### Activity
Print the lines that run from the line with "pub fn percentage(value: Decimal)" to the line with "pub fn is_recorded(&self)", keeping both end lines, exactly as they appear in the entries below, and nothing else.

Dataset entries
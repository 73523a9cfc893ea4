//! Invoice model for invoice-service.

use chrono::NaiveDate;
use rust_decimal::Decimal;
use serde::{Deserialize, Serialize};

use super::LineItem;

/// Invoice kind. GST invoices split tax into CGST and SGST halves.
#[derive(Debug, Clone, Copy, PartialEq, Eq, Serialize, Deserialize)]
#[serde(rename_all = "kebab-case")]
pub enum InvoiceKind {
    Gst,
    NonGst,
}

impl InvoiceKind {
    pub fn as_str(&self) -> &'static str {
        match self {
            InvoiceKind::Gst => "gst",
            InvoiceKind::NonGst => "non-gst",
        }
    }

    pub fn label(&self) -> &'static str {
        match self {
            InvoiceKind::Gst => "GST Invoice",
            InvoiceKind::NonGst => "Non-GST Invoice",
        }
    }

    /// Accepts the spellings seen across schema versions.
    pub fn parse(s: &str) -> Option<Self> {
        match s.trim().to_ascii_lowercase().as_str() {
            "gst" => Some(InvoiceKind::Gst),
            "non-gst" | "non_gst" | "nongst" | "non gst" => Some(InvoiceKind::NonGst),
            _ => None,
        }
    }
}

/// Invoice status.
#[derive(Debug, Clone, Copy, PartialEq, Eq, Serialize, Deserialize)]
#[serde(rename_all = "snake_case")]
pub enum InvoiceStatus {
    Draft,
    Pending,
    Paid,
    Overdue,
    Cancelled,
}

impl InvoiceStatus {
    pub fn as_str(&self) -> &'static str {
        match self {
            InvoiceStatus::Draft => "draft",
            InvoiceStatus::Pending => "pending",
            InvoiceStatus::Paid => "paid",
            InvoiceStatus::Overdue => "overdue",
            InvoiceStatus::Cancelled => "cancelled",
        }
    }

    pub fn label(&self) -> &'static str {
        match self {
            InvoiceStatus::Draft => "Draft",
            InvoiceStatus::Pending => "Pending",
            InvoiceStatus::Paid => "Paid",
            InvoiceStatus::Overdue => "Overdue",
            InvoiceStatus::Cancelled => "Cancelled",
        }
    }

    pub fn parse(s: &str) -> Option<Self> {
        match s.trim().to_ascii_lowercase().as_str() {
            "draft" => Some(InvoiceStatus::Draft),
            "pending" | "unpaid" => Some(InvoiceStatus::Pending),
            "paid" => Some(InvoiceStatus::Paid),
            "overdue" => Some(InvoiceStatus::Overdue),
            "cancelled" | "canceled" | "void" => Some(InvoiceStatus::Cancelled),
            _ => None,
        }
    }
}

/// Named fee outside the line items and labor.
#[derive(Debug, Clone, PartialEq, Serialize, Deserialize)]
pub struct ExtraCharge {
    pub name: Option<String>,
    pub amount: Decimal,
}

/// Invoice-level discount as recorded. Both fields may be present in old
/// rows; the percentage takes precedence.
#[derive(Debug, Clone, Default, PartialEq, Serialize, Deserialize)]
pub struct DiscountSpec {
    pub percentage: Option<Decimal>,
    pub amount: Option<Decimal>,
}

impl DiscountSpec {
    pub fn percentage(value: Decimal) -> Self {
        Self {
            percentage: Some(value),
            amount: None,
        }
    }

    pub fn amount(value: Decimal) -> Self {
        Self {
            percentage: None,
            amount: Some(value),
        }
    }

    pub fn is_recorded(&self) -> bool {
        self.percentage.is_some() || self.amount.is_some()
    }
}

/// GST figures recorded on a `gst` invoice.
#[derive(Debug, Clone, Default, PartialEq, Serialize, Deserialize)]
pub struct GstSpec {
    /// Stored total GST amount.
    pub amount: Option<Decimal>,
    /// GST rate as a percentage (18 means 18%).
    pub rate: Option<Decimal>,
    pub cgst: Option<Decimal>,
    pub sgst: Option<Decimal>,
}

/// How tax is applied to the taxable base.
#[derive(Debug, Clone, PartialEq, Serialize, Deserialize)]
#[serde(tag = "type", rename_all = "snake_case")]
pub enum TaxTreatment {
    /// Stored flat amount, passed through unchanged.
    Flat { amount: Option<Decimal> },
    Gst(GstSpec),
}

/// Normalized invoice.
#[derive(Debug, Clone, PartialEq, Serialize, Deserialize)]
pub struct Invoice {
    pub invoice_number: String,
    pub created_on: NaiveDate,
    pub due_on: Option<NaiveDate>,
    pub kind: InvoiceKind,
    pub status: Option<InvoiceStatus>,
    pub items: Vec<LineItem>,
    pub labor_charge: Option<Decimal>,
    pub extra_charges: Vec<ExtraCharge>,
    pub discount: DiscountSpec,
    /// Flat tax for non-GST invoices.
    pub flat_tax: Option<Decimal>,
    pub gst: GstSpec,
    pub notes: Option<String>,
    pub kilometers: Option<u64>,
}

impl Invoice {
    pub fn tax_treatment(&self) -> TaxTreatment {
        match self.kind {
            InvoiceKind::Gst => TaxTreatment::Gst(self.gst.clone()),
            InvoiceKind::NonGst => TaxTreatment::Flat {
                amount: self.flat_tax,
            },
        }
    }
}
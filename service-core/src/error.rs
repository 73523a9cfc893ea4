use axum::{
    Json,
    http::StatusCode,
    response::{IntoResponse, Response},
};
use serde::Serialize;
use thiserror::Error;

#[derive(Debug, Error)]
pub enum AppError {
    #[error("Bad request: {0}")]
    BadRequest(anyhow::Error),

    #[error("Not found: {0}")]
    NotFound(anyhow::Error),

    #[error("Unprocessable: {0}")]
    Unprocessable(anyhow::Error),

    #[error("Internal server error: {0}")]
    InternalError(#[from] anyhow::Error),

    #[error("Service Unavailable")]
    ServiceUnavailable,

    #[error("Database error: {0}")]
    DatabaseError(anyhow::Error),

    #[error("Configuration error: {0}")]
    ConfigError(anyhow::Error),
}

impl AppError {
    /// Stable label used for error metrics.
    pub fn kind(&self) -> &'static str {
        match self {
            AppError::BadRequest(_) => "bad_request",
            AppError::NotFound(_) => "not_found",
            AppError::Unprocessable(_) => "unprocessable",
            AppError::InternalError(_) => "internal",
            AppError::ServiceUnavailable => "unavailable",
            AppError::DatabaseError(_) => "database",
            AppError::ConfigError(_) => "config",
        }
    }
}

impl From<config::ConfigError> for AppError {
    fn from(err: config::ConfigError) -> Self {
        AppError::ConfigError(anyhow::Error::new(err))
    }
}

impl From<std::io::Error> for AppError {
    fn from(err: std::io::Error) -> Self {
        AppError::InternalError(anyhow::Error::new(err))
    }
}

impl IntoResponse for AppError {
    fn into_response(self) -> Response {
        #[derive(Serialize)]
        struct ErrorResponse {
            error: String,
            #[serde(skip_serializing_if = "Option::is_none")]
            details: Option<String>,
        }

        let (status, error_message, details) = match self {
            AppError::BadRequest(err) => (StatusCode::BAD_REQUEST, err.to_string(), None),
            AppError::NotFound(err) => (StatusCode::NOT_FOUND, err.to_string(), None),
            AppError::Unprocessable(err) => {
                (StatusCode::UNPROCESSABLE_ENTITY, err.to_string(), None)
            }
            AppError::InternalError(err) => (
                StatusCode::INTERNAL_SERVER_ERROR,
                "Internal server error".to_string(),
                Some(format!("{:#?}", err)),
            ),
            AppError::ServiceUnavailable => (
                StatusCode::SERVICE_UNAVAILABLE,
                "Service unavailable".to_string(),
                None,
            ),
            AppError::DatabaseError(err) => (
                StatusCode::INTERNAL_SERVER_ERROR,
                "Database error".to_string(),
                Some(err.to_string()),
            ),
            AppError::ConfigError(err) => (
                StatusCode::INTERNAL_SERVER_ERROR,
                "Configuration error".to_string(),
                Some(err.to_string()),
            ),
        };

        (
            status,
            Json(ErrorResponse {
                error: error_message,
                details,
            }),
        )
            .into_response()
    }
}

### Solution to this exercise
    pub fn percentage(value: Decimal) -> Self {
        Self {
            percentage: Some(value),
            amount: None,
        }
    }

    pub fn amount(value: Decimal) -> Self {
        Self {
            percentage: None,
            amount: Some(value),
        }
    }

    pub fn is_recorded(&self) -> bool {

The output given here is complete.